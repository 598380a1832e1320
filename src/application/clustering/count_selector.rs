use crate::application::clustering::model_selection::{
    DEFAULT_KNEE_SENSITIVITY, argmin_with_ties, find_knee, second_difference_elbow,
};
use crate::domain::clustering::{
    ClusteringFamily, CountSelection, DegradedReason, InformationCriterion, SelectionConfidence,
    SelectionMethod,
};
use crate::domain::errors::AnalysisResult;
use rayon::prelude::*;
use std::collections::BTreeMap;
use std::ops::RangeInclusive;
use tracing::debug;

/// Candidate counts for a sweep: `[family minimum, min(max_count, cap)]`.
/// Empty when the cap falls below the family minimum.
pub fn candidate_counts(
    family: ClusteringFamily,
    max_count: usize,
    cap: usize,
) -> RangeInclusive<usize> {
    family.min_count()..=max_count.min(cap)
}

/// Scores every candidate count. Candidates are independent, so with
/// `parallel` they run on the rayon pool; the result is keyed by count and
/// does not depend on completion order.
pub fn sweep<F>(
    candidates: RangeInclusive<usize>,
    parallel: bool,
    score: F,
) -> AnalysisResult<BTreeMap<usize, f64>>
where
    F: Fn(usize) -> AnalysisResult<f64> + Sync + Send,
{
    let scores: BTreeMap<usize, f64> = if parallel {
        candidates
            .into_par_iter()
            .map(|k| score(k).map(|s| (k, s)))
            .collect::<AnalysisResult<_>>()?
    } else {
        candidates
            .map(|k| score(k).map(|s| (k, s)))
            .collect::<AnalysisResult<_>>()?
    };

    for (k, s) in &scores {
        debug!("sweep k={} score={:.6}", k, s);
    }
    Ok(scores)
}

/// Centroid family: knee of the inertia curve.
///
/// No knee falls back to the smallest swept count, flagged as degraded.
pub fn select_by_inertia_knee(scores: BTreeMap<usize, f64>) -> CountSelection {
    let family = ClusteringFamily::Centroid;
    let method = SelectionMethod::InertiaKnee;

    if scores.len() < 2 {
        let count = scores.keys().next().copied().unwrap_or(1);
        return degraded(family, count, method, scores, DegradedReason::TooFewCandidates);
    }

    let ks: Vec<f64> = scores.keys().map(|&k| k as f64).collect();
    let inertia: Vec<f64> = scores.values().copied().collect();

    match find_knee(&ks, &inertia, DEFAULT_KNEE_SENSITIVITY) {
        Some(index) => confident(family, ks[index] as usize, method, scores),
        None => {
            let smallest = ks[0] as usize;
            degraded(family, smallest, method, scores, DegradedReason::NoElbowDetected)
        }
    }
}

/// Mixture family: minimum information criterion, ties to the smallest count.
pub fn select_by_criterion(
    criterion: InformationCriterion,
    scores: BTreeMap<usize, f64>,
) -> CountSelection {
    let family = ClusteringFamily::Mixture;
    let method = match criterion {
        InformationCriterion::Aic => SelectionMethod::MinimumAic,
        InformationCriterion::Bic => SelectionMethod::MinimumBic,
    };

    let counts: Vec<usize> = scores.keys().copied().collect();
    let values: Vec<f64> = scores.values().copied().collect();

    match argmin_with_ties(&values) {
        Some((index, _)) if counts.len() == 1 => {
            let count = counts[index];
            degraded(family, count, method, scores, DegradedReason::TooFewCandidates)
        }
        Some((index, true)) => {
            let count = counts[index];
            degraded(family, count, method, scores, DegradedReason::AllScoresTied)
        }
        Some((index, false)) => confident(family, counts[index], method, scores),
        None => {
            let count = counts.first().copied().unwrap_or(1);
            degraded(family, count, method, scores, DegradedReason::TooFewCandidates)
        }
    }
}

/// Hierarchical family: second-difference elbow of the WCSS curve swept
/// from k = 1.
pub fn select_by_wcss_elbow(scores: BTreeMap<usize, f64>) -> CountSelection {
    let family = ClusteringFamily::Hierarchical;
    let method = SelectionMethod::WcssSecondDifference;
    let upper = scores.keys().next_back().copied().unwrap_or(1);

    let wcss: Vec<f64> = scores.values().copied().collect();
    match second_difference_elbow(&wcss) {
        Some((count, false)) => confident(family, count, method, scores),
        Some((count, true)) => degraded(family, count, method, scores, DegradedReason::AllScoresTied),
        None => degraded(
            family,
            upper.min(2),
            method,
            scores,
            DegradedReason::TooFewCandidates,
        ),
    }
}

fn confident(
    family: ClusteringFamily,
    count: usize,
    method: SelectionMethod,
    scores: BTreeMap<usize, f64>,
) -> CountSelection {
    CountSelection {
        family,
        count,
        method,
        scores,
        confidence: SelectionConfidence::Confident,
    }
}

fn degraded(
    family: ClusteringFamily,
    count: usize,
    method: SelectionMethod,
    scores: BTreeMap<usize, f64>,
    reason: DegradedReason,
) -> CountSelection {
    CountSelection {
        family,
        count,
        method,
        scores,
        confidence: SelectionConfidence::Degraded(reason),
    }
}
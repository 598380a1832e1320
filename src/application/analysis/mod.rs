pub mod aggregator;
pub mod pipeline;
pub mod universe_loader;

pub use aggregator::ResultAggregator;
pub use pipeline::{AnalysisConfig, AnalysisReport, EfficiencyRatioAnalysis};
pub use universe_loader::load_universe;
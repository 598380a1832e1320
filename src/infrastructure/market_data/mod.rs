pub mod csv_price_source;
pub mod synthetic_price_source;

pub use csv_price_source::CsvPriceSource;
pub use synthetic_price_source::{SyntheticPriceSource, WalkProfile};
// Cluster families, selection outcomes, assignments
pub mod clustering;

// Domain-specific error types
pub mod errors;

// Efficiency-ratio feature tables
pub mod features;

// Price series and timestamp alignment
pub mod market;

// Port interfaces
pub mod ports;
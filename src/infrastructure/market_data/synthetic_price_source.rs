use crate::domain::market::Candle;
use crate::domain::ports::PriceHistoryProvider;
use anyhow::{Context, Result};
use async_trait::async_trait;
use chrono::{DateTime, Utc};
use rand::rngs::StdRng;
use rand::{Rng, SeedableRng};
use rand_distr::{Distribution, Normal};
use rust_decimal::Decimal;
use rust_decimal::prelude::FromPrimitive;
use std::collections::HashMap;

const SECONDS_PER_DAY: i64 = 86_400;

/// Shape of a generated random walk.
#[derive(Debug, Clone, Copy, PartialEq)]
pub struct WalkProfile {
    /// Deterministic move per bar, as a fraction of price.
    pub drift: f64,
    /// Standard deviation of the random move per bar, as a fraction of price.
    pub noise: f64,
}

impl WalkProfile {
    pub fn trending() -> Self {
        Self {
            drift: 0.004,
            noise: 0.002,
        }
    }

    pub fn mixed() -> Self {
        Self {
            drift: 0.001,
            noise: 0.006,
        }
    }

    pub fn choppy() -> Self {
        Self {
            drift: 0.0,
            noise: 0.01,
        }
    }
}

/// Deterministic daily bars for demos and tests.
///
/// Each symbol gets its own `StdRng` derived from the source seed and the
/// symbol name, so a symbol's history does not depend on which other symbols
/// are requested.
pub struct SyntheticPriceSource {
    seed: u64,
    bars: usize,
    start_timestamp: i64,
    profiles: HashMap<String, WalkProfile>,
    default_profile: WalkProfile,
}

impl SyntheticPriceSource {
    pub fn new(seed: u64, bars: usize) -> Self {
        Self {
            seed,
            bars,
            // 2020-01-01T00:00:00Z
            start_timestamp: 1_577_836_800,
            profiles: HashMap::new(),
            default_profile: WalkProfile::mixed(),
        }
    }

    pub fn with_profile(mut self, symbol: &str, profile: WalkProfile) -> Self {
        self.profiles.insert(symbol.to_string(), profile);
        self
    }

    /// Demo universe: trending, mixed and choppy instruments.
    pub fn demo(seed: u64, bars: usize) -> (Self, Vec<String>) {
        let universe = [
            ("TREND_A", WalkProfile::trending()),
            ("TREND_B", WalkProfile::trending()),
            ("TREND_C", WalkProfile { drift: -0.004, noise: 0.002 }),
            ("MIXED_A", WalkProfile::mixed()),
            ("MIXED_B", WalkProfile::mixed()),
            ("MIXED_C", WalkProfile { drift: -0.001, noise: 0.006 }),
            ("CHOP_A", WalkProfile::choppy()),
            ("CHOP_B", WalkProfile::choppy()),
            ("CHOP_C", WalkProfile::choppy()),
        ];

        let mut source = Self::new(seed, bars);
        let mut symbols = Vec::with_capacity(universe.len());
        for (symbol, profile) in universe {
            source = source.with_profile(symbol, profile);
            symbols.push(symbol.to_string());
        }
        (source, symbols)
    }

    fn symbol_seed(&self, symbol: &str) -> u64 {
        // FNV-1a over the symbol, mixed into the source seed
        let hash = symbol.bytes().fold(0xcbf2_9ce4_8422_2325u64, |h, b| {
            (h ^ b as u64).wrapping_mul(0x0100_0000_01b3)
        });
        self.seed ^ hash
    }

    pub fn generate(&self, symbol: &str) -> Result<Vec<Candle>> {
        let profile = self
            .profiles
            .get(symbol)
            .copied()
            .unwrap_or(self.default_profile);
        let shocks = Normal::new(0.0, profile.noise)
            .with_context(|| format!("{}: invalid walk noise {}", symbol, profile.noise))?;
        let mut rng = StdRng::seed_from_u64(self.symbol_seed(symbol));
        let mut price = 100.0_f64;
        let mut candles = Vec::with_capacity(self.bars);

        for i in 0..self.bars {
            let open = price;
            let shock = shocks.sample(&mut rng);
            price = (price * (1.0 + profile.drift + shock)).max(0.01);
            let wick = rng.random::<f64>() * profile.noise * price;
            let high = open.max(price) + wick;
            let low = (open.min(price) - wick).max(0.005);

            candles.push(Candle {
                symbol: symbol.to_string(),
                open: to_decimal(open),
                high: to_decimal(high),
                low: to_decimal(low),
                close: to_decimal(price),
                volume: Decimal::from(rng.random_range(1_000..10_000)),
                timestamp: self.start_timestamp + i as i64 * SECONDS_PER_DAY,
            });
        }
        Ok(candles)
    }
}

fn to_decimal(value: f64) -> Decimal {
    Decimal::from_f64(value).unwrap_or(Decimal::ZERO).round_dp(6)
}

#[async_trait]
impl PriceHistoryProvider for SyntheticPriceSource {
    async fn get_historical_bars(
        &self,
        symbol: &str,
        start: Option<DateTime<Utc>>,
        end: Option<DateTime<Utc>>,
    ) -> Result<Vec<Candle>> {
        let mut candles = self.generate(symbol)?;
        candles.retain(|c| {
            start.is_none_or(|s| c.timestamp >= s.timestamp())
                && end.is_none_or(|e| c.timestamp <= e.timestamp())
        });
        Ok(candles)
    }

    fn name(&self) -> &str {
        "Synthetic"
    }
}

#[cfg(test)]
mod tests {
    use super::*;

    #[test]
    fn test_generation_is_deterministic_per_symbol() {
        let source = SyntheticPriceSource::new(7, 50);
        let aaa = source.generate("AAA").unwrap();
        assert_eq!(aaa, source.generate("AAA").unwrap());
        assert_ne!(aaa, source.generate("BBB").unwrap());
        assert_ne!(SyntheticPriceSource::new(8, 50).generate("AAA").unwrap(), aaa);
    }

    #[test]
    fn test_generated_bars_are_valid_and_ordered() {
        let (source, symbols) = SyntheticPriceSource::demo(42, 120);
        for symbol in symbols {
            let candles = source.generate(&symbol).unwrap();
            assert_eq!(candles.len(), 120);
            assert!(candles.iter().all(Candle::is_valid));
            assert!(candles.windows(2).all(|w| w[0].timestamp < w[1].timestamp));
        }
    }

    #[tokio::test]
    async fn test_date_window_filters_bars() {
        let source = SyntheticPriceSource::new(1, 10);
        let start = DateTime::from_timestamp(1_577_836_800 + 3 * SECONDS_PER_DAY, 0);
        let bars = source.get_historical_bars("X", start, None).await.unwrap();
        assert_eq!(bars.len(), 7);
    }

    #[test]
    fn test_noiseless_walk_is_pure_drift() {
        let source = SyntheticPriceSource::new(3, 5).with_profile(
            "LINE",
            WalkProfile {
                drift: 0.01,
                noise: 0.0,
            },
        );
        let closes: Vec<Decimal> = source
            .generate("LINE")
            .unwrap()
            .iter()
            .map(|c| c.close)
            .collect();
        let mut price = 100.0_f64;
        let expected: Vec<Decimal> = (0..5)
            .map(|_| {
                price *= 1.0 + 0.01;
                to_decimal(price)
            })
            .collect();
        assert_eq!(closes, expected);
    }

    #[test]
    fn test_negative_noise_is_rejected() {
        let source = SyntheticPriceSource::new(3, 5).with_profile(
            "BAD",
            WalkProfile {
                drift: 0.0,
                noise: -0.1,
            },
        );
        assert!(source.generate("BAD").is_err());
    }
}
use serde::{Deserialize, Serialize};
use statrs::statistics::{Data, Distribution, Max, Min};
use std::collections::BTreeMap;

/// One output row: instrument, its mean efficiency ratio, its cluster.
#[derive(Debug, Clone, PartialEq, Serialize, Deserialize)]
pub struct AssignmentRow {
    pub symbol: String,
    pub mean_efficiency_ratio: f64,
    pub cluster_label: usize,
}

/// Per-cluster statistics over the members' mean efficiency ratios.
#[derive(Debug, Clone, PartialEq, Serialize, Deserialize)]
pub struct ClusterSummary {
    pub cluster_label: usize,
    pub members: Vec<String>,
    pub mean_efficiency_ratio: f64,
    pub std_dev: f64,
    pub min: f64,
    pub max: f64,
}

/// Symbol → (mean ratio, cluster label), unique per symbol.
#[derive(Debug, Clone, PartialEq, Default, Serialize, Deserialize)]
pub struct ClusterAssignment {
    rows: BTreeMap<String, AssignmentRow>,
}

impl ClusterAssignment {
    pub fn new() -> Self {
        Self::default()
    }

    /// Inserts a row, returning the previous row for the same symbol if any.
    pub fn insert(&mut self, row: AssignmentRow) -> Option<AssignmentRow> {
        self.rows.insert(row.symbol.clone(), row)
    }

    pub fn get(&self, symbol: &str) -> Option<&AssignmentRow> {
        self.rows.get(symbol)
    }

    pub fn label_of(&self, symbol: &str) -> Option<usize> {
        self.rows.get(symbol).map(|r| r.cluster_label)
    }

    /// Rows ordered by symbol.
    pub fn rows(&self) -> impl Iterator<Item = &AssignmentRow> {
        self.rows.values()
    }

    pub fn len(&self) -> usize {
        self.rows.len()
    }

    pub fn is_empty(&self) -> bool {
        self.rows.is_empty()
    }

    pub fn cluster_count(&self) -> usize {
        let mut labels: Vec<usize> = self.rows.values().map(|r| r.cluster_label).collect();
        labels.sort_unstable();
        labels.dedup();
        labels.len()
    }

    /// Rows ordered by ascending mean efficiency ratio, ties by symbol.
    pub fn sorted_by_mean_ratio(&self) -> Vec<&AssignmentRow> {
        let mut rows: Vec<&AssignmentRow> = self.rows.values().collect();
        rows.sort_by(|a, b| {
            a.mean_efficiency_ratio
                .total_cmp(&b.mean_efficiency_ratio)
                .then_with(|| a.symbol.cmp(&b.symbol))
        });
        rows
    }

    pub fn summaries(&self) -> Vec<ClusterSummary> {
        let mut groups: BTreeMap<usize, Vec<&AssignmentRow>> = BTreeMap::new();
        for row in self.rows.values() {
            groups.entry(row.cluster_label).or_default().push(row);
        }

        groups
            .into_iter()
            .map(|(cluster_label, members)| {
                let ratios: Vec<f64> = members.iter().map(|r| r.mean_efficiency_ratio).collect();
                let data = Data::new(ratios);
                let finite_or_zero = |v: Option<f64>| v.filter(|x| x.is_finite()).unwrap_or(0.0);

                ClusterSummary {
                    cluster_label,
                    members: members.iter().map(|r| r.symbol.clone()).collect(),
                    mean_efficiency_ratio: finite_or_zero(data.mean()),
                    std_dev: finite_or_zero(data.std_dev()),
                    min: data.min(),
                    max: data.max(),
                }
            })
            .collect()
    }
}

#[cfg(test)]
mod tests {
    use super::*;

    fn row(symbol: &str, ratio: f64, label: usize) -> AssignmentRow {
        AssignmentRow {
            symbol: symbol.to_string(),
            mean_efficiency_ratio: ratio,
            cluster_label: label,
        }
    }

    fn sample() -> ClusterAssignment {
        let mut assignment = ClusterAssignment::new();
        assignment.insert(row("XAUUSD", 0.30, 1));
        assignment.insert(row("EURUSD", 0.10, 0));
        assignment.insert(row("GBPUSD", 0.14, 0));
        assignment
    }

    #[test]
    fn test_symbol_key_is_unique() {
        let mut assignment = sample();
        let previous = assignment.insert(row("EURUSD", 0.12, 1));
        assert!(previous.is_some());
        assert_eq!(assignment.len(), 3);
        assert_eq!(assignment.label_of("EURUSD"), Some(1));
    }

    #[test]
    fn test_sorted_by_mean_ratio() {
        let assignment = sample();
        let symbols: Vec<&str> = assignment
            .sorted_by_mean_ratio()
            .iter()
            .map(|r| r.symbol.as_str())
            .collect();
        assert_eq!(symbols, vec!["EURUSD", "GBPUSD", "XAUUSD"]);
    }

    #[test]
    fn test_summaries_group_by_label() {
        let summaries = sample().summaries();
        assert_eq!(summaries.len(), 2);

        let trend = &summaries[0];
        assert_eq!(trend.cluster_label, 0);
        assert_eq!(trend.members, vec!["EURUSD", "GBPUSD"]);
        assert!((trend.mean_efficiency_ratio - 0.12).abs() < 1e-12);
        assert!((trend.min - 0.10).abs() < 1e-12);
        assert!((trend.max - 0.14).abs() < 1e-12);

        let single = &summaries[1];
        assert_eq!(single.members, vec!["XAUUSD"]);
        assert_eq!(single.std_dev, 0.0);
    }
}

----

# [YOUR GOAL]
Note down each line above where the word "SelectionConfidence" occurs.

# [RESULT FOR THIS TASK]
    ClusteringFamily, CountSelection, DegradedReason, InformationCriterion, SelectionConfidence,
        confidence: SelectionConfidence::Confident,
        confidence: SelectionConfidence::Degraded(reason),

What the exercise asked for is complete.